Dr. John Henrik Clarke
“History is a clock people use to tell their historical culture and political time of the day. It’s a compass that people use to find themselves on the map of human geography. The history tells them where they have been, where they are and what they are. But most importantly history tells a people where they still must go and what they still must be”
Dr. John Henrik Clarke
“The hope that tomorrow will solve our problems prevents our seeing the absolute urgency of change. How does one deal with this?” Question to Jiddu Krishnamurti
Answer: “What do you mean by the future, what is future? If one is desperately ill, tomorrow has meaning; one may be healed by tomorrow. So one must ask, what is this sense of future? We know the past; we live in the past, which is the opposite movement; and the past, going through the present, modifying itself, moves to that which we call the future.

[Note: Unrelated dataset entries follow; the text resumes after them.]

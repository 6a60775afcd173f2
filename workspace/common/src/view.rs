//! Render model of the dashboard.
//!
//! [`render`] maps a [`DashboardState`] to a [`DashboardView`]: the sidebar
//! entries with their selected/disabled flags and either the loading indicator
//! or the ordered list of widgets. The layout of the main panel is the static
//! table [`LAYOUT`]; titles may contain `{repository}`, which is replaced by
//! the selected repository's label.

use crate::dashboard::{DashboardState, FetchState};
use crate::payload::{Series, StatsPayload};

pub const APP_TITLE: &str = "Timeseries Forecasting";

const REPOSITORY_PLACEHOLDER: &str = "{repository}";

#[derive(Debug, Clone, Copy, PartialEq, Eq)]
pub enum SeriesField {
    Created,
    Closed,
    TotalIssues,
    StarsCount,
    ForksCount,
    ClosedAtIssuesWeek,
}

impl SeriesField {
    pub fn series(self, payload: &StatsPayload) -> &Series {
        match self {
            SeriesField::Created => &payload.created,
            SeriesField::Closed => &payload.closed,
            SeriesField::TotalIssues => &payload.total_issues,
            SeriesField::StarsCount => &payload.stars_count,
            SeriesField::ForksCount => &payload.forks_count,
            SeriesField::ClosedAtIssuesWeek => &payload.closed_at_issues_week,
        }
    }
}

/// Which image URL object of the payload a field lives in.
#[derive(Debug, Clone, Copy, PartialEq, Eq)]
pub enum ImageGroup {
    CreatedAt,
    ClosedAt,
    Pulls,
}

#[derive(Debug, Clone, Copy, PartialEq, Eq)]
pub struct ImageField {
    pub group: ImageGroup,
    pub name: &'static str,
}

impl ImageField {
    const fn new(group: ImageGroup, name: &'static str) -> Self {
        Self { group, name }
    }

    pub fn lookup(self, payload: &StatsPayload) -> Option<&str> {
        match self.group {
            ImageGroup::CreatedAt => payload.created_at_image_urls.get(self.name),
            ImageGroup::ClosedAt => payload.closed_at_image_urls.get(self.name),
            ImageGroup::Pulls => payload.pulls_image_urls.get(self.name),
        }
    }
}

#[derive(Debug, Clone, Copy, PartialEq, Eq)]
pub enum ChartKind {
    Bar,
    Line,
}

#[derive(Debug, Clone, Copy, PartialEq, Eq)]
pub struct ChartSpec {
    pub kind: ChartKind,
    pub title: &'static str,
    pub y_axis: &'static str,
    pub field: SeriesField,
}

/// Caption above an image.
#[derive(Debug, Clone, Copy, PartialEq, Eq)]
pub enum Caption {
    Fixed(&'static str),
    /// "`<period>` has maximum number of issues (`<count>`) `<verb>`."
    Peak {
        period: ImageField,
        count: ImageField,
        verb: &'static str,
    },
}

#[derive(Debug, Clone, Copy, PartialEq, Eq)]
pub struct ImageSpec {
    pub caption: Caption,
    pub alt: &'static str,
    pub source: ImageField,
}

#[derive(Debug, Clone, Copy, PartialEq, Eq)]
pub enum Block {
    Chart(ChartSpec),
    Image(ImageSpec),
    Heading(&'static str),
    Divider,
}

const fn bar(title: &'static str, y_axis: &'static str, field: SeriesField) -> Block {
    Block::Chart(ChartSpec {
        kind: ChartKind::Bar,
        title,
        y_axis,
        field,
    })
}

const fn line(title: &'static str, y_axis: &'static str, field: SeriesField) -> Block {
    Block::Chart(ChartSpec {
        kind: ChartKind::Line,
        title,
        y_axis,
        field,
    })
}

const fn image(text: &'static str, group: ImageGroup, name: &'static str) -> Block {
    Block::Image(ImageSpec {
        caption: Caption::Fixed(text),
        alt: text,
        source: ImageField::new(group, name),
    })
}

const fn peak_image(
    alt: &'static str,
    name: &'static str,
    period: &'static str,
    count: &'static str,
    verb: &'static str,
) -> Block {
    Block::Image(ImageSpec {
        caption: Caption::Peak {
            period: ImageField::new(ImageGroup::CreatedAt, period),
            count: ImageField::new(ImageGroup::CreatedAt, count),
            verb,
        },
        alt,
        source: ImageField::new(ImageGroup::CreatedAt, name),
    })
}

use ImageGroup::{ClosedAt, CreatedAt, Pulls};
use SeriesField::*;

/// Main panel layout, top to bottom.
pub const LAYOUT: &[Block] = &[
    line("Issues for every repository in last 2 year", "Issues", TotalIssues),
    bar("Monthly Created Issues for {repository} in last 2 year", "Issues", Created),
    bar("Monthly Closed Issues for {repository} in last 2 year", "Issues", Closed),
    bar("Stars for every repository in last 2 year", "Stars", StarsCount),
    bar("Forks for every repository in last 2 year", "Forks", ForksCount),
    bar("Weekly Closed Issues for {repository} in last 24 weeks", "Issues", ClosedAtIssuesWeek),
    image(
        "Stacked bar chart for to plot the created and closed issues for every Repository",
        CreatedAt,
        "stacked_bar_chart",
    ),
    peak_image(
        "Line chart for issues created on particular days of week for every Repository",
        "week_line_chart",
        "week_line_chart1",
        "week_line_chart2",
        "created",
    ),
    peak_image(
        "Line chart for issues closed on particular days of week for every Repository",
        "week_line_chart_closed",
        "week_line_chart_closed1",
        "week_line_chart_closed2",
        "closed",
    ),
    peak_image(
        "Line chart for issues closed on particular months of year for every Repository",
        "month_line_chart_closed",
        "month_line_chart_closed1",
        "month_line_chart_closed2",
        "closed",
    ),
    Block::Divider,
    Block::Heading(
        "Timeseries Forecasting of Created Issues using Tensorflow and Keras LSTM based on past month",
    ),
    image("Model Loss for Created Issues", CreatedAt, "model_loss_image_url"),
    image("LSTM Generated Data for Created Issues", CreatedAt, "lstm_generated_image_url"),
    image("All Issues Data for Created Issues", CreatedAt, "all_issues_data_image"),
    Block::Divider,
    Block::Heading(
        "Timeseries Forecasting of Closed Issues using Tensorflow and Keras LSTM based on past month",
    ),
    image("Model Loss for Closed Issues", ClosedAt, "model_loss_image_url"),
    image("LSTM Generated Data for Closed Issues", ClosedAt, "lstm_generated_image_url"),
    image("All Issues Data for Closed Issues", ClosedAt, "all_issues_data_image"),
    Block::Divider,
    Block::Heading(
        "Timeseries Forecasting of Created Pulls using Tensorflow and Keras LSTM based on past month",
    ),
    image("Pulls Created in last few months.", Pulls, "pull_chart"),
    image("Model Loss for Created Pulls", Pulls, "pull_chart_loss"),
    image("Created Pulls Predictions", Pulls, "pull_chart_predictions"),
    Block::Divider,
    Block::Heading(
        "Timeseries Forecasting of Created Commits using Tensorflow and Keras LSTM based on past month",
    ),
    image("Commits Created in last few months.", Pulls, "commit_chart"),
    image("Model Loss for Created Commits", Pulls, "commit_chart_loss"),
    image("Created Commits Predictions", Pulls, "commit_chart_predictions"),
];

#[derive(Debug, Clone, PartialEq)]
pub struct SidebarItem {
    pub key: String,
    pub label: String,
    pub selected: bool,
    pub disabled: bool,
}

#[derive(Debug, Clone, PartialEq)]
pub struct ChartView {
    pub kind: ChartKind,
    pub title: String,
    pub y_axis: String,
    pub series: Series,
}

#[derive(Debug, Clone, PartialEq)]
pub struct ImageView {
    pub caption: String,
    pub alt: String,
    /// `None` renders a broken image
    pub src: Option<String>,
}

#[derive(Debug, Clone, PartialEq)]
pub enum Widget {
    Chart(ChartView),
    Image(ImageView),
    Heading(String),
    Divider,
}

#[derive(Debug, Clone, PartialEq)]
pub enum MainPanel {
    Loading,
    Widgets(Vec<Widget>),
}

#[derive(Debug, Clone, PartialEq)]
pub struct DashboardView {
    pub title: String,
    pub sidebar: Vec<SidebarItem>,
    pub main: MainPanel,
}

impl DashboardView {
    pub fn widgets(&self) -> &[Widget] {
        match &self.main {
            MainPanel::Loading => &[],
            MainPanel::Widgets(widgets) => widgets,
        }
    }

    pub fn charts(&self) -> impl Iterator<Item = &ChartView> {
        self.widgets().iter().filter_map(|w| match w {
            Widget::Chart(chart) => Some(chart),
            _ => None,
        })
    }

    pub fn images(&self) -> impl Iterator<Item = &ImageView> {
        self.widgets().iter().filter_map(|w| match w {
            Widget::Image(image) => Some(image),
            _ => None,
        })
    }
}

pub fn render(state: &DashboardState) -> DashboardView {
    let sidebar = state
        .catalog()
        .repositories()
        .iter()
        .map(|option| SidebarItem {
            key: option.key.clone(),
            label: option.label.clone(),
            selected: state.is_selected(option),
            disabled: state.is_disabled(option),
        })
        .collect();

    let label = &state.selected().label;
    let main = match state.fetch_state() {
        FetchState::Loading => MainPanel::Loading,
        FetchState::Loaded(payload) => MainPanel::Widgets(render_widgets(label, payload)),
        FetchState::Empty => MainPanel::Widgets(render_widgets(label, &StatsPayload::empty())),
    };

    DashboardView {
        title: APP_TITLE.to_string(),
        sidebar,
        main,
    }
}

/// Bind every block of [`LAYOUT`] to `payload`.
pub fn render_widgets(repository: &str, payload: &StatsPayload) -> Vec<Widget> {
    LAYOUT
        .iter()
        .map(|block| match *block {
            Block::Chart(spec) => Widget::Chart(ChartView {
                kind: spec.kind,
                title: spec.title.replace(REPOSITORY_PLACEHOLDER, repository),
                y_axis: spec.y_axis.to_string(),
                series: spec.field.series(payload).clone(),
            }),
            Block::Image(spec) => Widget::Image(ImageView {
                caption: caption(spec, payload),
                alt: spec.alt.to_string(),
                src: spec.source.lookup(payload).map(str::to_string),
            }),
            Block::Heading(text) => Widget::Heading(text.to_string()),
            Block::Divider => Widget::Divider,
        })
        .collect()
}

fn caption(spec: ImageSpec, payload: &StatsPayload) -> String {
    match spec.caption {
        Caption::Fixed(text) => text.to_string(),
        Caption::Peak { period, count, verb } => {
            match (period.lookup(payload), count.lookup(payload)) {
                (Some(period), Some(count)) => {
                    format!("{period} has maximum number of issues ({count}) {verb}.")
                }
                // nothing to report without both values
                _ => spec.alt.to_string(),
            }
        }
    }
}

#[cfg(test)]
mod tests {
    use super::*;
    use crate::catalog::RepositoryCatalog;
    use crate::dashboard::{FetchError, StalePolicy};
    use serde_json::json;

    fn loaded(value: serde_json::Value) -> DashboardState {
        let mut state = DashboardState::new(RepositoryCatalog::default(), StalePolicy::default());
        let ticket = state.current_ticket();
        state.resolve(&ticket, Ok(serde_json::from_value(value).unwrap()));
        state
    }

    #[test]
    fn test_loading_view() {
        let state = DashboardState::new(RepositoryCatalog::default(), StalePolicy::default());
        let view = render(&state);

        assert_eq!(view.title, "Timeseries Forecasting");
        assert_eq!(view.main, MainPanel::Loading);
        assert_eq!(view.sidebar.len(), 11);

        for item in &view.sidebar {
            let is_default = item.key == "angular/angular";
            assert_eq!(item.selected, is_default);
            assert_eq!(item.disabled, !is_default);
        }
    }

    #[test]
    fn test_created_and_closed_bar_charts() {
        let view = render(&loaded(json!({"created": [1, 2, 3], "closed": [0, 1, 1]})));

        let bars: Vec<_> = view
            .charts()
            .filter(|c| c.kind == ChartKind::Bar && !c.series.is_empty())
            .collect();
        assert_eq!(bars.len(), 2);

        assert_eq!(bars[0].title, "Monthly Created Issues for Angular in last 2 year");
        assert_eq!(bars[0].y_axis, "Issues");
        assert_eq!(serde_json::to_value(&bars[0].series).unwrap(), json!([1, 2, 3]));

        assert_eq!(bars[1].title, "Monthly Closed Issues for Angular in last 2 year");
        assert_eq!(serde_json::to_value(&bars[1].series).unwrap(), json!([0, 1, 1]));

        assert!(view.sidebar.iter().all(|item| !item.disabled));
    }

    #[test]
    fn test_layout_counts() {
        let view = render(&loaded(json!({})));
        assert_eq!(view.charts().count(), 6);
        assert_eq!(view.charts().filter(|c| c.kind == ChartKind::Line).count(), 1);
        assert_eq!(view.images().count(), 16);
        assert_eq!(
            view.widgets().iter().filter(|w| **w == Widget::Divider).count(),
            4
        );
    }

    #[test]
    fn test_failed_fetch_renders_empty_widgets() {
        let mut state = loaded(json!({"created": [5]}));
        let ticket = state.select("golang/go").unwrap();
        state.resolve(&ticket, Err(FetchError::Transport("offline".into())));

        let view = render(&state);
        assert!(view.charts().all(|c| c.series.is_empty()));
        assert!(view.images().all(|i| i.src.is_none()));
        assert!(view
            .charts()
            .any(|c| c.title == "Weekly Closed Issues for Go in last 24 weeks"));
        assert_eq!(view.sidebar.iter().filter(|i| i.selected).count(), 1);
    }

    #[test]
    fn test_images_bound_to_groups() {
        let view = render(&loaded(json!({
            "createdAtImageUrls": {"model_loss_image_url": "https://storage.example/created_loss.png"},
            "closedAtImageUrls": {"model_loss_image_url": "https://storage.example/closed_loss.png"},
            "pullsImageUrls": {"commit_chart_predictions": "https://storage.example/commits.png"}
        })));

        let src_of = |alt: &str| {
            view.images()
                .find(|i| i.alt == alt)
                .and_then(|i| i.src.clone())
        };
        assert_eq!(
            src_of("Model Loss for Created Issues").as_deref(),
            Some("https://storage.example/created_loss.png")
        );
        assert_eq!(
            src_of("Model Loss for Closed Issues").as_deref(),
            Some("https://storage.example/closed_loss.png")
        );
        assert_eq!(
            src_of("Created Commits Predictions").as_deref(),
            Some("https://storage.example/commits.png")
        );
        assert_eq!(src_of("Created Pulls Predictions"), None);
    }

    #[test]
    fn test_peak_caption() {
        let view = render(&loaded(json!({
            "createdAtImageUrls": {
                "week_line_chart": "https://storage.example/week.png",
                "week_line_chart1": "Tuesday",
                "week_line_chart2": "311",
                "month_line_chart_closed1": "March"
            }
        })));

        let week = view
            .images()
            .find(|i| i.src.as_deref() == Some("https://storage.example/week.png"))
            .unwrap();
        assert_eq!(week.caption, "Tuesday has maximum number of issues (311) created.");

        let month = view
            .images()
            .find(|i| i.alt.contains("particular months"))
            .unwrap();
        assert_eq!(month.caption, month.alt);
    }
}
use common::StalePolicy;
use log::Level;
use web_sys::window;

const STORAGE_PREFIX: &str = "forecast_";

/// Global application settings
#[derive(Debug, Clone)]
pub struct AppSettings {
    /// Base URL prepended to API paths; empty means same origin
    pub api_base_url: String,

    /// Default log level for the application
    pub log_level: Level,

    /// Enable debug mode
    pub debug_mode: bool,

    /// What to do with responses for a repository that is no longer selected
    pub stale_policy: StalePolicy,
}

impl Default for AppSettings {
    fn default() -> Self {
        Self {
            api_base_url: String::new(),
            log_level: Level::Info,
            debug_mode: false,
            stale_policy: StalePolicy::default(),
        }
    }
}

fn storage_key(name: &str) -> String {
    format!("{}{}", STORAGE_PREFIX, name)
}

fn parse_level(value: &str) -> Option<Level> {
    match value.to_lowercase().as_str() {
        "error" => Some(Level::Error),
        "warn" => Some(Level::Warn),
        "info" => Some(Level::Info),
        "debug" => Some(Level::Debug),
        "trace" => Some(Level::Trace),
        _ => None,
    }
}

fn parse_policy(value: &str) -> Option<StalePolicy> {
    match value.to_lowercase().as_str() {
        "discard_superseded" => Some(StalePolicy::DiscardSuperseded),
        "last_resolved_wins" => Some(StalePolicy::LastResolvedWins),
        _ => None,
    }
}

impl AppSettings {
    /// Create settings from window location and localStorage overrides
    pub fn from_environment() -> Self {
        let mut settings = Self::default();

        let Some(window) = window() else {
            return settings;
        };

        if let Ok(hostname) = window.location().hostname() {
            settings.debug_mode = hostname == "localhost" || hostname == "127.0.0.1";

            // In development, use more verbose logging
            if settings.debug_mode {
                settings.log_level = Level::Debug;
            }
        }

        if let Ok(Some(storage)) = window.local_storage() {
            if let Ok(Some(base)) = storage.get_item(&storage_key("api_base_url")) {
                settings.api_base_url = base.trim_end_matches('/').to_string();
            }

            if let Ok(Some(level)) = storage.get_item(&storage_key("log_level")) {
                settings.log_level = parse_level(&level).unwrap_or(settings.log_level);
            }

            if let Ok(Some(policy)) = storage.get_item(&storage_key("stale_policy")) {
                settings.stale_policy = parse_policy(&policy).unwrap_or(settings.stale_policy);
            }
        }

        settings
    }

    /// Get the full API URL for an endpoint
    pub fn api_url(&self, endpoint: &str) -> String {
        format!("{}{}", self.api_base_url, endpoint)
    }
}

// Global settings instance using thread_local
use std::cell::RefCell;

thread_local! {
    static SETTINGS: RefCell<AppSettings> = RefCell::new(AppSettings::default());
}

/// Get a copy of the current settings
pub fn get_settings() -> AppSettings {
    SETTINGS.with(|s| s.borrow().clone())
}

/// Initialize settings (call this at app startup)
pub fn init_settings() {
    SETTINGS.with(|s| {
        *s.borrow_mut() = AppSettings::from_environment();
    });
}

First of all, are we aware that we live in the past – the past that is always modifying itself, adjusting itself, expanding and contracting itself, but still the past – past experience, past knowledge, past understanding, past delight, the pleasure which has become the past?
The future is the past, modified. So one’s hope of the future is still the past moving to what one considers to be the future. The mind never moves out of the past. The future is always the mind acting, living, thinking in the past.
What is the past? It is one’s racial inheritance, one’s conditioning as Hindu, Buddhist, Christian, Catholic, American and so on. It is the education one has received the hurts the delights, as remembrances. That is the past. That is one’s consciousness.
Can that consciousness, with all its content of belief, dogma, hope, fear, longing and illusion, come to an end? For example, can one end, this morning, completely, one’s dependence on another? Dependence is part of one’s consciousness. The moment that ends, something new begins, obviously.
But one never ends anything completely and that non-ending is one’s hope. Can one see and end dependence and its consequences, psychologically, inwardly? See what it means to depend and the immediate action taking place of ending it. Now is the content of one’s consciousness to be got rid of bit by bit? That is, get rid of anger, then get rid of jealousy, bit by bit.
That would too long. Or, can the whole thing be done instantly, immediately? for taking the contents of one’s consciousness and ending them one by one, will take many years, all one’s life perhaps. Is it possible to see the whole and end it – which is fairly simple, if one does it? But one’s mind is so conditioned that we allow time as a factor in change.”